[Discuss] Failing WD Disks

Kent Borg kentborg at borg.org
Thu May 18 18:13:27 EDT 2023


On 5/18/23 13:03, Kent Borg wrote:
> (Pretty sure /dev/random and /dev/urandom are now exactly the same.)

Nope, I was wrong.

If my quick check is correct, /dev/random and /dev/urandom are still 
different: they are now what they always were, but not so broken.

As I understand it, the Linux random number generator has always 
produced high quality data*, but its entropy accounting has bad to 
terrible. (And at one point the maintainer-of-the-day was busily turning 
off every entropy source he could get his hands on because he didn't 
know how much the entropy each was worth, therefore it must be bad. Sheesh!)

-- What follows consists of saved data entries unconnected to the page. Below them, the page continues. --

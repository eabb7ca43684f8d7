//! Sharded link store for the shortlink resolver.
//!
//! This crate provides the persistence side of resolution:
//! - A declarative query builder with per-dialect rendering
//! - Task-scoped shard routing
//! - SQLite and PostgreSQL stores holding one pool per shard
//! - The link repository tying the three together

pub mod error;
pub mod models;
pub mod postgres;
pub mod query;
pub mod repos;
pub mod shard;
pub mod store;

pub use error::{MetadataError, MetadataResult, QueryError, QueryResult};
pub use postgres::{PgPoolSettings, PostgresStore};
pub use repos::LinkRepository;
pub use shard::{HashModStrategy, ShardId, ShardRouter, ShardStrategy, current_shard};
pub use store::{LinkStore, SqliteStore};

use shortlink_core::config::MetadataConfig;
use std::sync::Arc;

/// Create a link store from configuration.
pub async fn from_config(config: &MetadataConfig) -> MetadataResult<Arc<dyn LinkStore>> {
    match config {
        MetadataConfig::Sqlite {
            shards,
            default_shard,
        } => {
            let store = SqliteStore::new(shards, *default_shard).await?;
            Ok(Arc::new(store) as Arc<dyn LinkStore>)
        }
        MetadataConfig::Postgres {
            shards,
            default_shard,
            ssl_mode,
            max_connections,
            statement_timeout_ms,
        } => {
            let settings = PgPoolSettings {
                ssl_mode: *ssl_mode,
                max_connections: *max_connections,
                statement_timeout_ms: *statement_timeout_ms,
            };
            let store = PostgresStore::connect(shards, *default_shard, settings).await?;
            Ok(Arc::new(store) as Arc<dyn LinkStore>)
        }
    }
}

#[cfg(test)]
mod tests {
    use super::*;

    #[tokio::test]
    async fn test_from_config_sqlite() {
        let temp_dir = tempfile::tempdir().unwrap();
        let shards = vec![
            temp_dir.path().join("shard-0.db"),
            temp_dir.path().join("shard-1.db"),
        ];
        let config = MetadataConfig::Sqlite {
            shards: shards.clone(),
            default_shard: 1,
        };

        let store = from_config(&config).await.unwrap();
        store.health_check().await.unwrap();
        assert_eq!(store.shard_count(), 2);
        assert!(shards.iter().all(|p| p.exists()));
    }
}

One important feature: the new code worries about whether the random 
number generator has been initialized yet or not.

The advice used to be:

  - If you need really, really good random data, and you need a lot of 
it, you might have
    to wait very long awhile…are you sure /dev/urandom isn't good enough?
  - If you merely need really good random data, make sure your pool is 
initialized and
    /dev/urandom will be fine.

Testing on my laptop, with a recent-ish kernel, dd-ing a 100GB to 
/dev/null, they are both the same speed. The new code gets entropy from 
interrupts, and I guess there is enough interrupt activity on my machine 
to keep the pool happy. A Raspberry Pi 4 doing the same test and it it 
slower than my laptop, but both devices are the same speed on the Pi.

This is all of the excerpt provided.